Frightened. Of course not. The circus has just about run its course, especially in the US, where the legally mandated s-xual molestation of adults and children who refuse to be “stripped”  by radiation-emitting body scanners has suddenly focused public attention on the political investment in airport security paranoia.

Late on Friday the Infrastructure and Transport Minister, Anthony Albanese, ruled out the physical “patting down” of s-xually sensitive areas of passengers who declined secondary screening by “strip machines”, which will also be tested soon at Australian airports at the insistence of US authorities.

The US media is full of accounts of males and females being felt in order to distinguish body parts from explosive devices.  Middle America is clearly shocked  by 9/11 being used to allow strangers to violate their physical privacy.

But in Australia, those who object to being “imaged” by machine will be ejected from the terminals. The “no fry, no fly” rule.  It beats the pants off the US lunacy, well summarised in this satirical, but factually accurate YouTube.

Albanese’s office has been unable to answer questions for four days about the logic of leaving extensive loopholes in terminal security in place in Australia, yet subjecting pilots, who can destroy a jet airliner with their bare hands, and passengers, to the totally useless procedures currently required to cross the landside/airside divide.

The “no fry, no fly” edict will raise even more questions. While there is no risk to air travellers from the tiny background radiation dose experienced in a body scanner, there is an issue for those like the untrustworthy pilots who on domestic deployments, could theoretically by zapped as much as four times a day when on duty.

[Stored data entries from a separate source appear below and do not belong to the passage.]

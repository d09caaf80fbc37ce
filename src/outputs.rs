//! Machine-readable outputs and the human-readable step summary.

use std::fs::OpenOptions;
use std::io::Write;
use std::path::Path;

use serde::Serialize;
use tracing::info;

use crate::config::RunConfig;
use crate::errors::{PublishError, PublishResult};

/// Values handed to downstream CI steps.
#[derive(Debug, Clone, PartialEq, Eq, Serialize)]
#[serde(rename_all = "kebab-case")]
pub struct PublishOutputs {
    pub report_url: String,
    pub reports_root_url: String,
    pub reports_site_path: String,
    pub reports_site: String,
}

impl PublishOutputs {
    pub fn from_config(config: &RunConfig) -> Self {
        Self {
            report_url: config.report_url(),
            reports_root_url: config.root_url(),
            reports_site_path: config.site_path_prefix.clone().unwrap_or_default(),
            reports_site: config.output_root.display().to_string(),
        }
    }

    pub fn pairs(&self) -> [(&'static str, &str); 4] {
        [
            ("report-url", self.report_url.as_str()),
            ("reports-root-url", self.reports_root_url.as_str()),
            ("reports-site-path", self.reports_site_path.as_str()),
            ("reports-site", self.reports_site.as_str()),
        ]
    }

    /// `key=value` lines, one per output.
    pub fn to_lines(&self) -> String {
        self.pairs()
            .iter()
            .map(|(k, v)| format!("{}={}\n", k, v))
            .collect()
    }
}

fn append(path: &Path, content: &str) -> PublishResult<()> {
    let mut file = OpenOptions::new()
        .create(true)
        .append(true)
        .open(path)
        .map_err(|e| PublishError::write(path, e))?;
    file.write_all(content.as_bytes())
        .map_err(|e| PublishError::write(path, e))
}

/// Append outputs to the CI output file, or print them when there is none.
pub fn emit_outputs(config: &RunConfig, outputs: &PublishOutputs) -> PublishResult<()> {
    match &config.ci.output_file {
        Some(path) => {
            append(path, &outputs.to_lines())?;
            info!(path = %path.display(), "Wrote outputs");
        }
        None => print!("{}", outputs.to_lines()),
    }
    Ok(())
}

/// Markdown appended to the step summary.
pub fn summary_text(summary: &str, report_url: &str) -> String {
    format!("{}\n\n[Open the report]({})\n", summary.trim_end(), report_url)
}

/// Append the step summary. Returns false when disabled or there is no
/// summary file.
pub fn write_summary(config: &RunConfig, outputs: &PublishOutputs) -> PublishResult<bool> {
    let (Some(summary), Some(path)) = (&config.summary, &config.ci.step_summary) else {
        return Ok(false);
    };
    append(path, &summary_text(summary, &outputs.report_url))?;
    Ok(true)
}
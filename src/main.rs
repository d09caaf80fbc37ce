use anyhow::Result;
use clap::{Parser, Subcommand, ValueEnum};
use std::path::PathBuf;
use tracing_subscriber::EnvFilter;
use tracing_subscriber::layer::SubscriberExt;
use tracing_subscriber::util::SubscriberInitExt;

use report_publish::RawInputs;

mod cmd;

#[derive(Parser)]
#[command(name = "report-publish")]
#[command(version, about = "Publish test reports into a static site history")]
#[command(args_conflicts_with_subcommands = true)]
pub struct Cli {
    #[arg(short, long, global = true)]
    pub verbose: bool,

    /// Log output format
    #[arg(long, value_enum, default_value = "text", global = true)]
    pub log_format: LogFormat,

    #[command(subcommand)]
    pub command: Option<Commands>,

    /// Publish inputs used when no subcommand is given
    #[command(flatten)]
    pub publish: RawInputs,
}

#[derive(Clone, Copy, Debug, ValueEnum)]
pub enum LogFormat {
    Text,
    Json,
}

#[derive(Subcommand)]
pub enum Commands {
    /// Render the results and publish them as a new run (the default)
    Publish(RawInputs),
    /// Apply the retention limit to an existing site history
    Prune {
        /// History root holding the run folders
        #[arg(long)]
        site: PathBuf,

        /// Maximum run folders to keep; 0 keeps everything
        #[arg(long, default_value = "", allow_hyphen_values = true)]
        retention_limit: String,

        /// Run folder that must never be removed
        #[arg(long)]
        protect: Option<String>,

        /// Show what would be removed without deleting anything
        #[arg(long)]
        dry_run: bool,
    },
}

fn init_logging(verbose: bool, format: LogFormat) {
    let default_level = if verbose { "debug" } else { "info" };
    let filter =
        EnvFilter::try_from_default_env().unwrap_or_else(|_| EnvFilter::new(default_level));
    let registry = tracing_subscriber::registry().with(filter);

    match format {
        LogFormat::Text => registry
            .with(
                tracing_subscriber::fmt::layer()
                    .with_target(false)
                    .with_writer(std::io::stderr),
            )
            .init(),
        LogFormat::Json => registry
            .with(
                tracing_subscriber::fmt::layer()
                    .json()
                    .with_writer(std::io::stderr),
            )
            .init(),
    }
}

#[tokio::main(flavor = "current_thread")]
async fn main() -> Result<()> {
    // .env must be loaded before clap reads its env fallbacks
    dotenvy::dotenv().ok();
    let cli = Cli::parse();
    init_logging(cli.verbose, cli.log_format);
    tracing::info!("report-publish v{}", env!("CARGO_PKG_VERSION"));

    match &cli.command {
        None => cmd::cmd_publish(&cli.publish).await?,
        Some(Commands::Publish(inputs)) => cmd::cmd_publish(inputs).await?,
        Some(Commands::Prune {
            site,
            retention_limit,
            protect,
            dry_run,
        }) => cmd::cmd_prune(site, retention_limit, protect.as_deref(), *dry_run)?,
    }

    Ok(())
}
//! Report renderer seam.
//!
//! The renderer is an opaque external tool: given a results directory and an
//! output directory it produces a report tree containing a fresh `history/`
//! fragment. [`AllureCli`] shells out to `allure generate --clean`; tests
//! substitute their own [`Renderer`].

use std::path::Path;
use std::process::Stdio;

use async_trait::async_trait;
use tokio::process::Command;
use tracing::info;

use crate::errors::{PublishError, PublishResult};

#[async_trait]
pub trait Renderer: Send + Sync {
    /// Render `input` into `output`, replacing whatever `output` held.
    async fn render(&self, input: &Path, output: &Path) -> PublishResult<()>;
}

/// Renders by running the Allure command line.
#[derive(Debug, Clone)]
pub struct AllureCli {
    program: String,
}

impl AllureCli {
    pub fn new(program: impl Into<String>) -> Self {
        Self {
            program: program.into(),
        }
    }

    pub fn program(&self) -> &str {
        &self.program
    }

    /// Arguments passed after the program name.
    pub fn args(input: &Path, output: &Path) -> Vec<String> {
        vec![
            "generate".to_string(),
            "--clean".to_string(),
            input.display().to_string(),
            "-o".to_string(),
            output.display().to_string(),
        ]
    }
}

#[async_trait]
impl Renderer for AllureCli {
    async fn render(&self, input: &Path, output: &Path) -> PublishResult<()> {
        info!(
            "Generating report from {} to {} ...",
            input.display(),
            output.display()
        );

        // Renderer output passes straight through to our own stdout/stderr.
        let status = Command::new(&self.program)
            .args(Self::args(input, output))
            .stdin(Stdio::null())
            .stdout(Stdio::inherit())
            .stderr(Stdio::inherit())
            .status()
            .await
            .map_err(|source| PublishError::RenderSpawn {
                program: self.program.clone(),
                source,
            })?;

        if !status.success() {
            return Err(PublishError::RenderFailed {
                exit_code: status.code().unwrap_or(-1),
            });
        }
        Ok(())
    }
}
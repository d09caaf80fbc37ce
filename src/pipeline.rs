//! The per-invocation publishing pipeline.
//!
//! ```text
//! Init → Validated → HistoryMerged → Rendered → ContinuityUpdated → Pruned → Published
//! ```
//!
//! Any fatal error stops the pipeline and is returned as a [`StageError`]
//! naming the stage that was being entered. Nothing is retried here; every
//! step is safe to repeat, so the caller retries by re-running the whole
//! invocation with the same run identifier.

use std::fs;
use std::path::Path;

use tracing::info;

use crate::config::{CiContext, RawInputs, RunConfig};
use crate::continuity::update_last_history;
use crate::errors::{PublishError, PublishResult, StageError};
use crate::history::{FsTree, HistoryManager, PruneReport, SiteTree};
use crate::landing::{write_executor_json, write_index_html};
use crate::outputs::{PublishOutputs, emit_outputs, write_summary};
use crate::render::Renderer;

/// Entries the pipeline itself writes into the results directory.
const GENERATED_RESULT_ENTRIES: &[&str] = &["history", "executor.json"];

#[derive(Debug, Clone, Copy, PartialEq, Eq)]
pub enum Stage {
    Init,
    Validated,
    HistoryMerged,
    Rendered,
    ContinuityUpdated,
    Pruned,
    Published,
}

impl std::fmt::Display for Stage {
    fn fmt(&self, f: &mut std::fmt::Formatter<'_>) -> std::fmt::Result {
        match self {
            Stage::Init => write!(f, "init"),
            Stage::Validated => write!(f, "configuration"),
            Stage::HistoryMerged => write!(f, "history merge"),
            Stage::Rendered => write!(f, "render"),
            Stage::ContinuityUpdated => write!(f, "continuity update"),
            Stage::Pruned => write!(f, "prune"),
            Stage::Published => write!(f, "publish"),
        }
    }
}

/// Everything a successful run produced.
#[derive(Debug, Clone)]
pub struct PublishOutcome {
    pub outputs: PublishOutputs,
    pub prune: PruneReport,
    /// Files in the promoted `last-history` fragment
    pub history_files: usize,
}

trait StageExt<T> {
    fn at(self, stage: Stage) -> Result<T, StageError>;
}

impl<T> StageExt<T> for PublishResult<T> {
    fn at(self, stage: Stage) -> Result<T, StageError> {
        self.map_err(|source| StageError { stage, source })
    }
}

pub struct Publisher<R: Renderer, T: SiteTree = FsTree> {
    renderer: R,
    history: HistoryManager<T>,
}

impl<R: Renderer> Publisher<R, FsTree> {
    pub fn new(renderer: R) -> Self {
        Self {
            renderer,
            history: HistoryManager::new(),
        }
    }
}

impl<R: Renderer, T: SiteTree> Publisher<R, T> {
    pub fn with_history(renderer: R, history: HistoryManager<T>) -> Self {
        Self { renderer, history }
    }

    /// Resolve the configuration, then publish.
    pub async fn run(&self, raw: &RawInputs, ci: CiContext) -> Result<PublishOutcome, StageError> {
        let config = RunConfig::resolve(raw, ci).at(Stage::Validated)?;
        self.publish(&config).await
    }

    /// Publish one run from an already resolved configuration.
    pub async fn publish(&self, config: &RunConfig) -> Result<PublishOutcome, StageError> {
        info!(
            stage = %Stage::Validated,
            run = %config.run_identifier,
            retention_limit = config.retention_limit,
            "Configuration resolved"
        );

        // Render precondition, checked before anything touches the results.
        ensure_results_present(&config.results_dir).at(Stage::Rendered)?;

        self.history.stage_previous_site(config).at(Stage::HistoryMerged)?;
        self.history
            .merge_previous_history(config)
            .at(Stage::HistoryMerged)?;
        write_executor_json(config).at(Stage::HistoryMerged)?;
        info!(stage = %Stage::HistoryMerged, "Results prepared");

        self.renderer
            .render(&config.results_dir, &config.run_output_dir())
            .await
            .at(Stage::Rendered)?;
        info!(
            stage = %Stage::Rendered,
            output = %config.run_output_dir().display(),
            "Report rendered"
        );

        let history_files = update_last_history(config).at(Stage::ContinuityUpdated)?;

        let prune = self.history.prune(config).at(Stage::Pruned)?;
        info!(
            stage = %Stage::Pruned,
            removed = prune.removed.len(),
            failed = prune.failed.len(),
            "Retention pass complete"
        );

        write_index_html(config).at(Stage::Published)?;
        let outputs = PublishOutputs::from_config(config);
        emit_outputs(config, &outputs).at(Stage::Published)?;
        write_summary(config, &outputs).at(Stage::Published)?;
        info!(stage = %Stage::Published, url = %outputs.report_url, "Report published");

        Ok(PublishOutcome {
            outputs,
            prune,
            history_files,
        })
    }
}

/// The results directory must hold something besides what earlier attempts
/// of this pipeline wrote into it.
fn ensure_results_present(dir: &Path) -> PublishResult<()> {
    let empty = || PublishError::EmptyResults {
        path: dir.to_path_buf(),
    };
    if !dir.is_dir() {
        return Err(empty());
    }
    let entries = fs::read_dir(dir).map_err(|e| PublishError::io(dir, e))?;
    for entry in entries {
        let entry = entry.map_err(|e| PublishError::io(dir, e))?;
        let name = entry.file_name();
        if !GENERATED_RESULT_ENTRIES.iter().any(|g| name == *g) {
            return Ok(());
        }
    }
    Err(empty())
}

Even using the figures bandied about by the Transportation Security Administration  in the US, this could amount to the equivalent of two medical imaging scans per year of their working life, in addition to their enhanced exposure at altitude to elevated levels of background radiation exposure.

The medical risks are so significant they are widely believed to be behind the TSA banning those that man the X-ray emitting scanners from wearing dosimeters that could gather evidence to be used against it for knowingly exposing employees to harmful levels of radiation.

Australian authorities, like those in the US, have also conceded that it is impossible to scan all air freight or parcel consignments for bombs or chemical, biological or radioactive waste-based devices.

Which is an admission that renders the current system wide open in terms of preventing terrorist attacks.

The only system that works is the multilayered, profile-driven and labour-intensive processes used at Israeli airports, and at El-Al check-in areas at some external airports.

Combined with excellent intelligence gathering and policing, Israel has made its airports secure, but not its pizza shops, public areas, or buses.

America is finally turning against the security madness, 99% of which is politically inspired theatrics.

Our masters in security matters in Washington DC  have blinked. How long before we follow?